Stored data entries
****************

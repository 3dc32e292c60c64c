pub mod security_config;
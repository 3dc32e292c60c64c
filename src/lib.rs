#![deny(clippy::wildcard_imports)]
#![cfg_attr(test, allow(clippy::wildcard_imports))]

pub mod auth;
pub mod error;
pub mod repos;
pub mod state;

#[cfg(test)]
pub mod test_bootstrap;

// Re-exports for public API
pub use auth::claims::Claims;
pub use auth::jwt::{mint_token, valid_token};
pub use auth::principal::{resolve_identity, resolve_principal, Identity, Principal};
pub use error::AuthError;
pub use repos::users::{User, UserStore};
pub use state::security_config::SecurityConfig;

// Auto-initialize logging for unit tests
#[cfg(test)]
#[ctor::ctor]
fn init_test_logging() {
    test_bootstrap::logging::init();
}
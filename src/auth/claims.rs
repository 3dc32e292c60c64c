//! Claims carried by Quill-issued access tokens.

use serde::{Deserialize, Serialize};

/// Claims included in our backend-issued access tokens.
///
/// Wire format is the standard compact JWS: three dot-separated base64url
/// segments signed with HMAC-SHA256. Claim keys are fixed; `id` is the custom
/// claim holding the user's database identifier.
#[derive(Debug, Serialize, Deserialize, Clone)]
pub struct Claims {
    /// Issuer (matches `SecurityConfig::issuer`)
    pub iss: String,
    /// Subject: the user's email
    pub sub: String,
    /// User identifier (custom claim)
    pub id: i64,
    /// Issued-at (seconds since epoch)
    pub iat: i64,
    /// Expiry (seconds since epoch)
    pub exp: i64,
}
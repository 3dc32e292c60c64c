pub mod claims;
pub mod jwt;
pub mod principal;
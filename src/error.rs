//! Error type for the token subsystem.
//!
//! `valid_token` never surfaces these — it collapses every failure mode into
//! a boolean so callers cannot leak which check failed. The resolution path
//! returns them as typed errors for the authentication middleware to map to
//! responses.

use thiserror::Error;

#[derive(Error, Debug)]
pub enum AuthError {
    #[error("Configuration error: {detail}")]
    Config { detail: String },
    #[error("Validation error: {detail}")]
    Validation { detail: String },
    /// Signature mismatch, wrong issuer, or unparseable token structure.
    #[error("Invalid token")]
    InvalidToken,
    /// Signature-valid token whose expiry is in the past.
    #[error("Token expired")]
    ExpiredToken,
    /// Signature-valid token whose claims are absent or of the wrong shape.
    #[error("Malformed token claims: {detail}")]
    MalformedToken { detail: String },
    /// Valid token referencing a user with no matching record.
    #[error("Unknown user: {user_id}")]
    UnknownUser { user_id: i64 },
    #[error("Internal error: {detail}")]
    Internal { detail: String },
}

impl AuthError {
    pub fn config(detail: impl Into<String>) -> Self {
        Self::Config {
            detail: detail.into(),
        }
    }

    pub fn validation(detail: impl Into<String>) -> Self {
        Self::Validation {
            detail: detail.into(),
        }
    }

    pub fn malformed_token(detail: impl Into<String>) -> Self {
        Self::MalformedToken {
            detail: detail.into(),
        }
    }

    pub fn unknown_user(user_id: i64) -> Self {
        Self::UnknownUser { user_id }
    }

    pub fn internal(detail: impl Into<String>) -> Self {
        Self::Internal {
            detail: detail.into(),
        }
    }
}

****************

TRY IT:
Please work out how many lines of the records contain "principal" and give only that number.

ANSWER FOR THIS EXERCISE:
2